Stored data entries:

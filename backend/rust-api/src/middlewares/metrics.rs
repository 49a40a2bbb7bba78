use axum::{extract::Request, middleware::Next, response::Response};
use std::time::Instant;

use crate::metrics::{HTTP_REQUESTS_TOTAL, HTTP_REQUEST_DURATION_SECONDS};
use crate::services::identifier_resolver::looks_like_uuid;

/// Records request count and latency per method, route and status.
pub async fn metrics_middleware(req: Request, next: Next) -> Response {
    let start = Instant::now();
    let method = req.method().to_string();
    let path = normalize_path(req.uri().path());

    let response = next.run(req).await;

    let duration = start.elapsed().as_secs_f64();
    let status = response.status().as_u16().to_string();

    HTTP_REQUESTS_TOTAL
        .with_label_values(&[&method, &path, &status])
        .inc();
    HTTP_REQUEST_DURATION_SECONDS
        .with_label_values(&[&method, &path])
        .observe(duration);

    response
}

/// Collapses identifier segments so label cardinality stays bounded.
fn normalize_path(path: &str) -> String {
    path.split('/')
        .map(|segment| {
            if looks_like_uuid(segment) || is_numeric_id(segment) {
                "{id}"
            } else {
                segment
            }
        })
        .collect::<Vec<_>>()
        .join("/")
}

fn is_numeric_id(s: &str) -> bool {
    !s.is_empty() && s.chars().all(|c| c.is_ascii_digit())
}

#[cfg(test)]
mod tests {
    use super::*;

    #[test]
    fn test_normalize_path() {
        assert_eq!(
            normalize_path("/api/learning-paths/550e8400-e29b-41d4-a716-446655440000"),
            "/api/learning-paths/{id}"
        );
        assert_eq!(
            normalize_path("/api/learning-paths/42/enroll"),
            "/api/learning-paths/{id}/enroll"
        );
        assert_eq!(
            normalize_path("/api/learning-paths/user/module-status"),
            "/api/learning-paths/user/module-status"
        );
        assert_eq!(normalize_path("/health"), "/health");
    }

    #[test]
    fn test_is_numeric_id() {
        assert!(is_numeric_id("123"));
        assert!(!is_numeric_id("abc"));
        assert!(!is_numeric_id(""));
    }
}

EXERCISE REQUIREMENTS -> Line by line, write out the records above exactly.

EXPECTED OUTPUT ->
filename backend/rust-api/src/middlewares/metrics.rs
repository 49a40a2bbb7bba78
use axum::{extract::Request, middleware::Next, response::Response};
use std::time::Instant;

use crate::metrics::{HTTP_REQUESTS_TOTAL, HTTP_REQUEST_DURATION_SECONDS};
use crate::services::identifier_resolver::looks_like_uuid;

/// Records request count and latency per method, route and status.
pub async fn metrics_middleware(req: Request, next: Next) -> Response {
    let start = Instant::now();
    let method = req.method().to_string();
    let path = normalize_path(req.uri().path());

    let response = next.run(req).await;

    let duration = start.elapsed().as_secs_f64();
    let status = response.status().as_u16().to_string();

    HTTP_REQUESTS_TOTAL
        .with_label_values(&[&method, &path, &status])
        .inc();
    HTTP_REQUEST_DURATION_SECONDS
        .with_label_values(&[&method, &path])
        .observe(duration);

    response
}

/// Collapses identifier segments so label cardinality stays bounded.
fn normalize_path(path: &str) -> String {
    path.split('/')
        .map(|segment| {
            if looks_like_uuid(segment) || is_numeric_id(segment) {
                "{id}"
            } else {
                segment
            }
        })
        .collect::<Vec<_>>()
        .join("/")
}

fn is_numeric_id(s: &str) -> bool {
    !s.is_empty() && s.chars().all(|c| c.is_ascii_digit())
}

#[cfg(test)]
mod tests {
    use super::*;

    #[test]
    fn test_normalize_path() {
        assert_eq!(
            normalize_path("/api/learning-paths/550e8400-e29b-41d4-a716-446655440000"),
            "/api/learning-paths/{id}"
        );
        assert_eq!(
            normalize_path("/api/learning-paths/42/enroll"),
            "/api/learning-paths/{id}/enroll"
        );
        assert_eq!(
            normalize_path("/api/learning-paths/user/module-status"),
            "/api/learning-paths/user/module-status"
        );
        assert_eq!(normalize_path("/health"), "/health");
    }

    #[test]
    fn test_is_numeric_id() {
        assert!(is_numeric_id("123"));
        assert!(!is_numeric_id("abc"));
        assert!(!is_numeric_id(""));
    }
}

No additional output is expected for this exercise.